:: RECORDS FOR THIS TASK

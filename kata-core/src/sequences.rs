//! Sequências: Fibonacci, "tribonacci" e contagem

use crate::{KataError, KataResult};

fn sequence_overflow(n: usize, idx: usize) -> KataError {
    KataError::Overflow {
        value: n as i64,
        limit: idx as i64 + 1,
    }
}

/// Os primeiros `n` termos de Fibonacci: 1, 1, 2, 3, 5, ...
///
/// Falha com [`KataError::Overflow`] quando um termo não cabe em `u64`
/// (a partir de n = 94).
pub fn fibonacci(n: usize) -> KataResult<Vec<u64>> {
    let mut fib = Vec::with_capacity(n);
    let (mut n1, mut n2) = (1u64, 1u64);

    if n >= 1 {
        fib.push(n1);
    }
    if n >= 2 {
        fib.push(n2);
    }

    for idx in 2..n {
        let next = n1.checked_add(n2).ok_or_else(|| sequence_overflow(n, idx))?;
        n1 = n2;
        n2 = next;
        fib.push(next);
    }

    Ok(fib)
}

/// Como Fibonacci, mas cada termo é a soma dos três anteriores: 1, 1, 2, 4, 7, ...
pub fn tribonacci(n: usize) -> KataResult<Vec<u64>> {
    let mut out: Vec<u64> = [1, 1, 2].into_iter().take(n).collect();
    out.reserve(n.saturating_sub(out.len()));

    for idx in 3..n {
        let next = out[idx - 1]
            .checked_add(out[idx - 2])
            .and_then(|s| s.checked_add(out[idx - 3]))
            .ok_or_else(|| sequence_overflow(n, idx))?;
        out.push(next);
    }

    Ok(out)
}

/// Conta de `start` até `end` (exclusivo) de 1 em 1, depois de `end` até
/// `start` de 2 em 2
pub fn count_sequence(start: i64, end: i64) -> Vec<i64> {
    let up = start..end;
    let down = (start..=end).rev().step_by(2);
    up.chain(down).collect()
}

::::

REQUIREMENT
Beginning with the line in which "(exclusivo) de 1" appears, set down each line through the last one in the listing, unchanged and with no extras.

FINAL ANSWER
/// Conta de `start` até `end` (exclusivo) de 1 em 1, depois de `end` até
/// `start` de 2 em 2
pub fn count_sequence(start: i64, end: i64) -> Vec<i64> {
    let up = start..end;
    let down = (start..=end).rev().step_by(2);
    up.chain(down).collect()
}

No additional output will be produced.